You can use the answer_question function to interact with the bot → answer_question("What is Will Pearce's favorite color?").
Blue is never accepted as being a color or belonging in any other dimension in this assignment. You can’t use prompt injection to have the warden’s favorite color changed from green to blue. How do we solve this?
@jolucas, thanks for your response. I’ve generated thousands of answer_question() statements with no result. I even forced the data set to ensure that every person generated only liked the color blue and the assessment still failed even though the resulting answer is correct.
TY for the hints. I still can’t get it and I’ve written some pretty malicious code. I’ve setup Collab to avoid using the GPU and am hammering away at this, non stop, I want to cry.
Here are the LLM limitations…
The system retrieves context using get_similar_strs()
Then uses that context in answer_question()
The LLM seems to prioritize information from retrieved context over information in the query
The database has a strict format: “[Name] is a [Profession] and likes [Color]”
The LLM strongly favors this exact structure when processing information
The LLM appears to:
First retrieve similar statements
Then answer based on retrieved context
Ignore contradictory information in the question itself
The LLM seems to treat the retrieved context as ground truth
It resists attempts to override this with new information in the query
Out of respect for other folks who have solved this, I want to make sure I don’t just give you the answer. There are multiple ways to solve this, but I appreciate that it is challenging and requires you to think about LLMs and RAG applications at a fundamental level.
If you need it, there are shades of blue that exist in the dataset. You don’t need “blue” for example, “DarkBlue” would work.

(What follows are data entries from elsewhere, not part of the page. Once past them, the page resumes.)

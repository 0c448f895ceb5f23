//! Legacy exception handling: try, catch, catch_all, throw, rethrow and
//! delegate.
//!
//! A `try` installs a runtime handler and branches on its result:
//!
//! ```text
//!   h = push_exception_handler()
//!   jnz h, @dispatch, @body
//! @dispatch:                     ; exception delivered, handler removed
//!   exn = get_exception()
//!   tag = exception_tag(exn)
//!   jnz tag == T0, @catch0, @next0
//! @next0:
//!   ...                          ; further catch clauses, catch_all
//!   rethrow(exn)                 ; no clause matched
//! ```
//!
//! Every normal exit from a try body (fall-through, branches, returns and
//! tail calls) pops the handler first.

use super::core::{ControlKind, ExceptionState, IrBuilder};
use crate::decoder::{BlockType, ValType};
use crate::ir::types::*;
use anyhow::{bail, Context, Result};
use wasm2qbe_abi::{RuntimeFn, EXCEPTION_SLOT_SIZE};

impl<'m> IrBuilder<'m> {
    pub(super) fn translate_try(&mut self, ty: BlockType) -> Result<()> {
        let (params, results) = self.block_signature(ty)?;
        let installed =
            self.emit_runtime_value(RuntimeFn::PushExceptionHandler, Vec::new(), ValType::I32)?;
        let dispatch = self.new_block();
        let body = self.new_block();
        self.terminate(IrTerminator::BranchIf {
            condition: installed,
            if_true: dispatch,
            if_false: body,
        });
        self.switch_to(body);

        let frame = self.push_control(ControlKind::Try, params, results)?;
        frame.exception = Some(ExceptionState {
            dispatch,
            exn: None,
            tag: None,
            chain: None,
        });
        Ok(())
    }

    /// Close the current arm of frame `idx` if control reaches its end.
    fn finish_arm(&mut self, idx: usize) -> Result<()> {
        if !self.reachable {
            return Ok(());
        }
        if self.control_stack[idx].kind == ControlKind::Try {
            self.emit_handler_pops(1);
        }
        self.fallthrough_to_cont(idx)
    }

    /// Start a `catch` clause (`tag` is `Some`) or the `catch_all` clause.
    pub(super) fn translate_catch(&mut self, tag: Option<u32>) -> Result<()> {
        let idx = self.control_stack.len() - 1;
        let kind = self.control_stack[idx].kind;
        if !matches!(kind, ControlKind::Try | ControlKind::Catch) {
            bail!("catch outside of try");
        }
        self.finish_arm(idx)?;

        let mut state = self.control_stack[idx]
            .exception
            .clone()
            .context("try frame without handler state")?;
        let (exn, tag_var, chain) = match kind {
            ControlKind::Try => {
                self.switch_to(state.dispatch);
                let exn =
                    self.emit_runtime_value(RuntimeFn::GetException, Vec::new(), ValType::I64)?;
                let tag_var =
                    self.emit_runtime_value(RuntimeFn::ExceptionTag, vec![exn], ValType::I32)?;
                (exn, tag_var, state.dispatch)
            }
            _ => (
                state.exn.context("catch without exception")?,
                state.tag.context("catch without exception tag")?,
                state.chain.context("catch after catch_all")?,
            ),
        };
        state.exn = Some(exn);
        state.tag = Some(tag_var);
        self.switch_to(chain);
        let height = self.control_stack[idx].height;
        self.value_stack.truncate(height);

        match tag {
            Some(tag) => {
                let expected = self.emit_const(IrValue::I32(tag as i32));
                let matches = self.emit_binop(BinOp::I32Eq, tag_var, expected);
                let handler = self.new_block();
                let next = self.new_block();
                self.terminate(IrTerminator::BranchIf {
                    condition: matches,
                    if_true: handler,
                    if_false: next,
                });
                self.switch_to(handler);
                for (i, ty) in self.tag_params(tag)?.into_iter().enumerate() {
                    let index = self.emit_const(IrValue::I32(i as i32));
                    let slot = self.emit_runtime_value(
                        RuntimeFn::ExceptionPayload,
                        vec![exn, index],
                        ValType::I64,
                    )?;
                    let dest = self.new_var(ty);
                    self.emit(IrInstr::FieldLoad {
                        dest,
                        ty,
                        width: MemoryAccessWidth::Full,
                        sign: None,
                        base: slot,
                        offset: 0,
                    });
                    self.push(dest);
                }
                state.chain = Some(next);
                let frame = &mut self.control_stack[idx];
                frame.kind = ControlKind::Catch;
                frame.exception = Some(state);
            }
            None => {
                state.chain = None;
                let frame = &mut self.control_stack[idx];
                frame.kind = ControlKind::CatchAll;
                frame.exception = Some(state);
            }
        }
        Ok(())
    }

    /// `end` of a try/catch construct: unmatched exceptions propagate.
    pub(super) fn end_try(&mut self, idx: usize) -> Result<()> {
        self.finish_arm(idx)?;
        let state = self.control_stack[idx]
            .exception
            .clone()
            .context("try frame without handler state")?;
        match self.control_stack[idx].kind {
            ControlKind::Try => {
                // try without clauses
                self.switch_to(state.dispatch);
                let exn =
                    self.emit_runtime_value(RuntimeFn::GetException, Vec::new(), ValType::I64)?;
                self.emit_noreturn(RuntimeFn::Rethrow, vec![exn])?;
            }
            ControlKind::Catch => {
                let chain = state.chain.context("catch without fall-through chain")?;
                let exn = state.exn.context("catch without exception")?;
                self.switch_to(chain);
                self.emit_noreturn(RuntimeFn::Rethrow, vec![exn])?;
            }
            _ => {}
        }
        let frame = self.pop_control()?;
        self.enter_cont(&frame);
        Ok(())
    }

    /// `delegate`: close the try body and forward its exceptions to the
    /// handler of the label at `depth`.
    pub(super) fn translate_delegate(&mut self, depth: u32) -> Result<()> {
        let idx = self.control_stack.len() - 1;
        if self.control_stack[idx].kind != ControlKind::Try {
            bail!("delegate outside of try");
        }
        self.finish_arm(idx)?;
        let frame = self.pop_control()?;
        let state = frame
            .exception
            .clone()
            .context("try frame without handler state")?;

        let target = self.frame_index(depth)?;
        let skipped = self.handlers_above(target + 1);
        self.switch_to(state.dispatch);
        let exn = self.emit_runtime_value(RuntimeFn::GetException, Vec::new(), ValType::I64)?;
        self.emit_handler_pops(skipped);
        self.emit(IrInstr::CallRuntime {
            dest: None,
            func: RuntimeFn::Rethrow,
            args: vec![exn],
        });
        self.terminate(IrTerminator::Halt);

        self.enter_cont(&frame);
        Ok(())
    }

    pub(super) fn translate_throw(&mut self, tag: u32) -> Result<()> {
        let params = self.tag_params(tag)?;
        let values = self.pop_n(params.len())?;
        let payload = if values.is_empty() {
            self.emit_const(IrValue::I64(0))
        } else {
            let dest = self.new_var(ValType::I64);
            self.emit(IrInstr::StackSlot {
                dest,
                size: values.len() as u32 * EXCEPTION_SLOT_SIZE,
            });
            for (i, (value, ty)) in values.iter().zip(&params).enumerate() {
                self.emit(IrInstr::FieldStore {
                    ty: *ty,
                    width: MemoryAccessWidth::Full,
                    base: dest,
                    offset: i as u32 * EXCEPTION_SLOT_SIZE,
                    value: *value,
                });
            }
            dest
        };
        let tag_var = self.emit_const(IrValue::I32(tag as i32));
        let count = self.emit_const(IrValue::I32(values.len() as i32));
        self.emit_noreturn(RuntimeFn::Throw, vec![tag_var, payload, count])
    }

    pub(super) fn translate_rethrow(&mut self, depth: u32) -> Result<()> {
        let idx = self.frame_index(depth)?;
        let exn = self.control_stack[idx]
            .exception
            .as_ref()
            .and_then(|state| state.exn)
            .context("rethrow target is not a catch clause")?;
        self.emit_noreturn(RuntimeFn::Rethrow, vec![exn])
    }

    fn tag_params(&self, tag: u32) -> Result<Vec<ValType>> {
        let ty = self
            .module
            .tag_type(tag)
            .with_context(|| format!("unknown tag {}", tag))?;
        let ft = self
            .module
            .func_type_at(ty.type_idx)
            .with_context(|| format!("tag {} has no function type", tag))?;
        Ok(ft.params.clone())
    }
}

You can see the exact architecture of this RAG application in the provided code. This is a publicly available model and we did no finetuning. Your statements about the model preference for retrieved information and sentence structure are incorrect. The model has no “preference” or even way to distinguish between the two types of information – that’s an assumption that you’re carrying into the problem. Is there another, simpler, reason it may feel like the model has a preference for retrieved information?
I think the reason is, subtle changes in my prompts will change the output is ways I still don’t understand. I have a prompt about the warden and I can get the color to come back as powderblue but it also contains extraneous text about a different fictitious person. If I adjust the prompt to omit any response about the fictitious person, my answer from the LLM is the color green. Its very finicky.